[Goal of the exercise]
Please return every line below that contains the string "SqliteResult".

[Given records]
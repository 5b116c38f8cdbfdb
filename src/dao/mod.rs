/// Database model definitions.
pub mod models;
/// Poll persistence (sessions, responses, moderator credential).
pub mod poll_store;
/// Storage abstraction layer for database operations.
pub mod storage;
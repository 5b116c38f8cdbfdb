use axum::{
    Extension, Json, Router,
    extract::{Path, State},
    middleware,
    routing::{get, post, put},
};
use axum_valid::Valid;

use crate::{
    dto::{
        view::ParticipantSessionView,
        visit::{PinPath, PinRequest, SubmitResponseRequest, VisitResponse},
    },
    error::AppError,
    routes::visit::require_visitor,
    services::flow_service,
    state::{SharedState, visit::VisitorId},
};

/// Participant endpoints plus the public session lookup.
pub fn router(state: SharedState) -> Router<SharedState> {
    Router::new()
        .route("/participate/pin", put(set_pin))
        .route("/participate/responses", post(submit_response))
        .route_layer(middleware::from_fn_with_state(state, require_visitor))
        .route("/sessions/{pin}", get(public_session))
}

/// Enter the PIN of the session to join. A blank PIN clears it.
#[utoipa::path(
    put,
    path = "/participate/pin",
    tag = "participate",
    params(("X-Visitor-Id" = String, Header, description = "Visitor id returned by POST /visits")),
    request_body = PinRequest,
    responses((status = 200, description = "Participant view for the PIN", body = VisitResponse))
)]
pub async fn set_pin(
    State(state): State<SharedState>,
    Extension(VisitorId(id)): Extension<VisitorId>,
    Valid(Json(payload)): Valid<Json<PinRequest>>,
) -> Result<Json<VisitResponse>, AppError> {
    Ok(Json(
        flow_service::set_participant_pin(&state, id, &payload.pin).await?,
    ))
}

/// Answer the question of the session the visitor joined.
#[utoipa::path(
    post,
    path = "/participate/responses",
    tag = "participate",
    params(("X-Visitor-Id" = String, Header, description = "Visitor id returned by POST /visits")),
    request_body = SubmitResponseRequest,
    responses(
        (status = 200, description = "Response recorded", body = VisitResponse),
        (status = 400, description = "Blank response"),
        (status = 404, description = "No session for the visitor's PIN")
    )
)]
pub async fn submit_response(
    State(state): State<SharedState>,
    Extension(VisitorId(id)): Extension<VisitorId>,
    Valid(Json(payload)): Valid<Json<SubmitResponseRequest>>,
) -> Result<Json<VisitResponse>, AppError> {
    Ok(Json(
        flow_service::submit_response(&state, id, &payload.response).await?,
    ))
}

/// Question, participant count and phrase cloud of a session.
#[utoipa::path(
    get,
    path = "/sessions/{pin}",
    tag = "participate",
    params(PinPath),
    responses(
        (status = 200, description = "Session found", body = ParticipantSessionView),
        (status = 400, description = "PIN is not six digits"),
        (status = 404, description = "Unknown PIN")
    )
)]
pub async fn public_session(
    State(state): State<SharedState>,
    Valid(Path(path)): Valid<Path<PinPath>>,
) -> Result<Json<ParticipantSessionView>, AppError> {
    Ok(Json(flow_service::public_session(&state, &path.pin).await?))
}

==

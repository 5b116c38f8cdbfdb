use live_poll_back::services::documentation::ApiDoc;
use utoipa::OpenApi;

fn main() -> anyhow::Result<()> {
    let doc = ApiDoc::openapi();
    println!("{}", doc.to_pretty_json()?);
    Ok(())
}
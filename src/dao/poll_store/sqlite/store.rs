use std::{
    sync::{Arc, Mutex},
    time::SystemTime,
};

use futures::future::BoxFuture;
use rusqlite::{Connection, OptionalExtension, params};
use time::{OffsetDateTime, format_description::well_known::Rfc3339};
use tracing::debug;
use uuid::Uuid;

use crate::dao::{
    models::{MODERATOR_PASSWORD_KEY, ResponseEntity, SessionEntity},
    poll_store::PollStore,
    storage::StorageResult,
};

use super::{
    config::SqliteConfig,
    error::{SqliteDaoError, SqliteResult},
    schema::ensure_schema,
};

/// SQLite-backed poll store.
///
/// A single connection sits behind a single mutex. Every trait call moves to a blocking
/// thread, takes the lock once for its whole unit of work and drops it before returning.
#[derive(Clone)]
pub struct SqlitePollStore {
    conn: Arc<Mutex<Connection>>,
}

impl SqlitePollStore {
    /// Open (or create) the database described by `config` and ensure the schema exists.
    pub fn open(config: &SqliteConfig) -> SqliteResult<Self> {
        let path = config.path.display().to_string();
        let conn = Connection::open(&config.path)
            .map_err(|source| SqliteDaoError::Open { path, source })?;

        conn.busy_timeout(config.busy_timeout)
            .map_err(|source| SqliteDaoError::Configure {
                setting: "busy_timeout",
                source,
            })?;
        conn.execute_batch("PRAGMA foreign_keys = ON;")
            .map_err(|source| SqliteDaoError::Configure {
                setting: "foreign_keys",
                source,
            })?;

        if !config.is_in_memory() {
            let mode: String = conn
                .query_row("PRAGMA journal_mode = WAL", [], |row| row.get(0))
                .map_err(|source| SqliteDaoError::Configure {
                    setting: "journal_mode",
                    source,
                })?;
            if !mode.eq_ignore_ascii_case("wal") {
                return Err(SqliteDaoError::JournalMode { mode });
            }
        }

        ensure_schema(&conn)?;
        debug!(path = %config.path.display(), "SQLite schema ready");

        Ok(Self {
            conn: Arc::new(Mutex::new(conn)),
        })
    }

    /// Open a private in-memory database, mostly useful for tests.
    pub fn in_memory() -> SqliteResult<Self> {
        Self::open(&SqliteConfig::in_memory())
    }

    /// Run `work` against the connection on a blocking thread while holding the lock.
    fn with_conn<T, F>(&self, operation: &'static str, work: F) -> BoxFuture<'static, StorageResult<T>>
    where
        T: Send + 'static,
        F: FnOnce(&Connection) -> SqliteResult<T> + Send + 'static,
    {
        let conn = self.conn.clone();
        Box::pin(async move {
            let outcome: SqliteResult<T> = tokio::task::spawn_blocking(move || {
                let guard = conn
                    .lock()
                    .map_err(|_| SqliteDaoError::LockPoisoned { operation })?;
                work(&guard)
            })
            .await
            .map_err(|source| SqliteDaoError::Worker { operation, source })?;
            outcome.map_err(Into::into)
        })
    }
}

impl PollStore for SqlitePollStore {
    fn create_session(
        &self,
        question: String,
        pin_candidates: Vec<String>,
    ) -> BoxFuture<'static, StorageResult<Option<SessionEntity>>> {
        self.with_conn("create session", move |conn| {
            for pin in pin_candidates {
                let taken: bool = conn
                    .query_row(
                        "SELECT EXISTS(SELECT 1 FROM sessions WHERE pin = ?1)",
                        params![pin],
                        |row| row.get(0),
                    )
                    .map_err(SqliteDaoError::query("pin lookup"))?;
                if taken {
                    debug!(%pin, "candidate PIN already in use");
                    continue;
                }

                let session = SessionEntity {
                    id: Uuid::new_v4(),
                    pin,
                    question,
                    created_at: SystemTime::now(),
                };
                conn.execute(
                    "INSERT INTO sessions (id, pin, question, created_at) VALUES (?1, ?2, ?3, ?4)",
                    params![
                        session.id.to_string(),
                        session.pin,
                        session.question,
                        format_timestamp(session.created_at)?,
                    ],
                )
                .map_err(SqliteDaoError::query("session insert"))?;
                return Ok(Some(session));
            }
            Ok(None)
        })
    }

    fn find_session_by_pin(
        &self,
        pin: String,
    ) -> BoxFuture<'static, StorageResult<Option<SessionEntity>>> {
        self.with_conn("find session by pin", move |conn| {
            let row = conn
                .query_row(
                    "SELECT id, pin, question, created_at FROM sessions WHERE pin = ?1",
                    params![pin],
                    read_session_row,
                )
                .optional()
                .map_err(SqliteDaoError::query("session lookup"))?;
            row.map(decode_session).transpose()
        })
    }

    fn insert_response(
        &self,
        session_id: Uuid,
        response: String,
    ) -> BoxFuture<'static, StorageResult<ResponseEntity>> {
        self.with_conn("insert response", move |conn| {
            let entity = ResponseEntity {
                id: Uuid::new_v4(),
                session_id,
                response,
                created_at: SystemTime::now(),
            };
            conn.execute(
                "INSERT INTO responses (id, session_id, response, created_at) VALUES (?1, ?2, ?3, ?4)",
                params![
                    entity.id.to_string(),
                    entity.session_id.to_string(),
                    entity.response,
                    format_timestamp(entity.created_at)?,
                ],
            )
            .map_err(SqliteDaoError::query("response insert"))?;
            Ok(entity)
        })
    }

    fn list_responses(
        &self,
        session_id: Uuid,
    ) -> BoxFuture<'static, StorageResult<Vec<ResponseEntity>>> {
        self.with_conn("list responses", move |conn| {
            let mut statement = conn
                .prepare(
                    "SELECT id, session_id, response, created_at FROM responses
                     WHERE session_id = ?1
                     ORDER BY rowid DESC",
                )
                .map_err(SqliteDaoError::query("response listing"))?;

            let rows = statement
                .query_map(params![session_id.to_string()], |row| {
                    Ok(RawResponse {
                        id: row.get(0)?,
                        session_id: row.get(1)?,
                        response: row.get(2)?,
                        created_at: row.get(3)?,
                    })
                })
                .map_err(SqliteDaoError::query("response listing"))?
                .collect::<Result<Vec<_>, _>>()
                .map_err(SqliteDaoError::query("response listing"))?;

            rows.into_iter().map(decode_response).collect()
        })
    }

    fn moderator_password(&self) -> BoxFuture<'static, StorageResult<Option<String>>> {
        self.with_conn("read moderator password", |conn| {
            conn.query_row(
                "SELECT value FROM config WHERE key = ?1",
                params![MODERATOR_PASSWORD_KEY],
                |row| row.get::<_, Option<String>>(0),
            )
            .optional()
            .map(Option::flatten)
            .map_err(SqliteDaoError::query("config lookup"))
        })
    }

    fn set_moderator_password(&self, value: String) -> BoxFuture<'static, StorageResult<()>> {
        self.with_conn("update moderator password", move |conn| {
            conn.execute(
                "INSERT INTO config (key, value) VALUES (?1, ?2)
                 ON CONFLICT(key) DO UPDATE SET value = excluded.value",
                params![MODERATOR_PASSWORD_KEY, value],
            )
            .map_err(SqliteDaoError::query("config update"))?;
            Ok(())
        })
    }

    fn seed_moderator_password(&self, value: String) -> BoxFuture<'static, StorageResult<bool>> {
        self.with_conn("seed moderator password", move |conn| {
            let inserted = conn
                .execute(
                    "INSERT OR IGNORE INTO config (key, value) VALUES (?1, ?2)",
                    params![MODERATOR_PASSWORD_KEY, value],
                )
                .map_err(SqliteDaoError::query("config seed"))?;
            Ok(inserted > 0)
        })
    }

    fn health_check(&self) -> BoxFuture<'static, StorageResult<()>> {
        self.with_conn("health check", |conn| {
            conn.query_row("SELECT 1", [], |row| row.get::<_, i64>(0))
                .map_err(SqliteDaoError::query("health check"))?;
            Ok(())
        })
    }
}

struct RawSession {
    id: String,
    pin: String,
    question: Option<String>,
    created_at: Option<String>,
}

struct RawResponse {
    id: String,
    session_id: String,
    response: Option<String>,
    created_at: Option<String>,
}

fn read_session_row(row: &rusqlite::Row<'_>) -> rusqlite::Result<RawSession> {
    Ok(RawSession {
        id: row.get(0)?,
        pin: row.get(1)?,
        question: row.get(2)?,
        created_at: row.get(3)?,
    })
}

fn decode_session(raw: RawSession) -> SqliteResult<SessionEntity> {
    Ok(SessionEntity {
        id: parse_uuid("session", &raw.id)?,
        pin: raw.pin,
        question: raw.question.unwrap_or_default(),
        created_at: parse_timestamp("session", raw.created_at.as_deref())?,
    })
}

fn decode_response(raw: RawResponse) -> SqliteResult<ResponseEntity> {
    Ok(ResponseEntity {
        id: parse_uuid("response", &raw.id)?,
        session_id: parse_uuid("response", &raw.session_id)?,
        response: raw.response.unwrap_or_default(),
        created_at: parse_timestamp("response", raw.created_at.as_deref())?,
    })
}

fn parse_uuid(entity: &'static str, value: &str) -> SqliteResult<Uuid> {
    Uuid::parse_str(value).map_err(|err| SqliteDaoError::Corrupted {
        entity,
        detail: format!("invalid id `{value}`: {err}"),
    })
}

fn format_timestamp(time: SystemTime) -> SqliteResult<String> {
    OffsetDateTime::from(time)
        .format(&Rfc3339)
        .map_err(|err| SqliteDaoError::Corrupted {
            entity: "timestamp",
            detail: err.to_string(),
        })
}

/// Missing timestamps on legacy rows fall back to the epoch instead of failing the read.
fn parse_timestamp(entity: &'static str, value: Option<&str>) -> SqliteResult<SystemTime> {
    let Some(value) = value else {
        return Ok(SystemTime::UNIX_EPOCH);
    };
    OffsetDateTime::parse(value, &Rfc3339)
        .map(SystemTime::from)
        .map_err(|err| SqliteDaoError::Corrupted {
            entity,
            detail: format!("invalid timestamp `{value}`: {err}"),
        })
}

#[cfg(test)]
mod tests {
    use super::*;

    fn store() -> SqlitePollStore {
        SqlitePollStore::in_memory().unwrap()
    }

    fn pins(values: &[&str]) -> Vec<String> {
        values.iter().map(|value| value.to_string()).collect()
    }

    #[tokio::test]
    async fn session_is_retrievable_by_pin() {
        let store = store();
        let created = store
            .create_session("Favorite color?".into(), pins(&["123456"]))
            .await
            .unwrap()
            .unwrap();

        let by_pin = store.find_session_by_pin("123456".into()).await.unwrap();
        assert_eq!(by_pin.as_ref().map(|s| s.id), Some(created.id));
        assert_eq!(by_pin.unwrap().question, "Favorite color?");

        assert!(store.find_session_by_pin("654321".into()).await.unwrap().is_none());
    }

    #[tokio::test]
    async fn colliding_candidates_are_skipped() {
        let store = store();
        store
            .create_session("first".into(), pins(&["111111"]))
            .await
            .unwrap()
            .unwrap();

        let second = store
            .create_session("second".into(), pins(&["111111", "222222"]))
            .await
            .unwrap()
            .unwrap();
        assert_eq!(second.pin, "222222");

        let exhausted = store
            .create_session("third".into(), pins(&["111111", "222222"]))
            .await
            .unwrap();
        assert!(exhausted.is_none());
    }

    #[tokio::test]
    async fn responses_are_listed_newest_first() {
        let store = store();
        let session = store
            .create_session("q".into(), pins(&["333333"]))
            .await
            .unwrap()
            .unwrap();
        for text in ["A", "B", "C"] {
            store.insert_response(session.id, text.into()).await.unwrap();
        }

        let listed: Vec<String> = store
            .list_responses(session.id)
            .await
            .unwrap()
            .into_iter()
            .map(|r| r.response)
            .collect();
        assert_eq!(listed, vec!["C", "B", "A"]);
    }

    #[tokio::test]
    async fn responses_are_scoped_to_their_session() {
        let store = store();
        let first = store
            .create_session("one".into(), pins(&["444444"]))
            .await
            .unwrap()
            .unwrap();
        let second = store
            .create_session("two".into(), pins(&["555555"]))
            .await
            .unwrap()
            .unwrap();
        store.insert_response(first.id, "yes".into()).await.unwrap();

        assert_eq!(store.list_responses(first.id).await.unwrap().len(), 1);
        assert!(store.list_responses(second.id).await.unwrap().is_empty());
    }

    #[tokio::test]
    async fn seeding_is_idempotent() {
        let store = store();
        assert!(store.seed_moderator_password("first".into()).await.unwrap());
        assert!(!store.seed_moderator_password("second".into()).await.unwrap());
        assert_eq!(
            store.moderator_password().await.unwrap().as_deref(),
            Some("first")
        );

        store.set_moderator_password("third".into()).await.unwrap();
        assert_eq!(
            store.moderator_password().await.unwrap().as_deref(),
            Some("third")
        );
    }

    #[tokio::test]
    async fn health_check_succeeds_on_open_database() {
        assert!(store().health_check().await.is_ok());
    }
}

[Exercise result]
    error::{SqliteDaoError, SqliteResult},
    pub fn open(config: &SqliteConfig) -> SqliteResult<Self> {
    pub fn in_memory() -> SqliteResult<Self> {
        F: FnOnce(&Connection) -> SqliteResult<T> + Send + 'static,
            let outcome: SqliteResult<T> = tokio::task::spawn_blocking(move || {
fn decode_session(raw: RawSession) -> SqliteResult<SessionEntity> {
fn decode_response(raw: RawResponse) -> SqliteResult<ResponseEntity> {
fn parse_uuid(entity: &'static str, value: &str) -> SqliteResult<Uuid> {
fn format_timestamp(time: SystemTime) -> SqliteResult<String> {
fn parse_timestamp(entity: &'static str, value: Option<&str>) -> SqliteResult<SystemTime> {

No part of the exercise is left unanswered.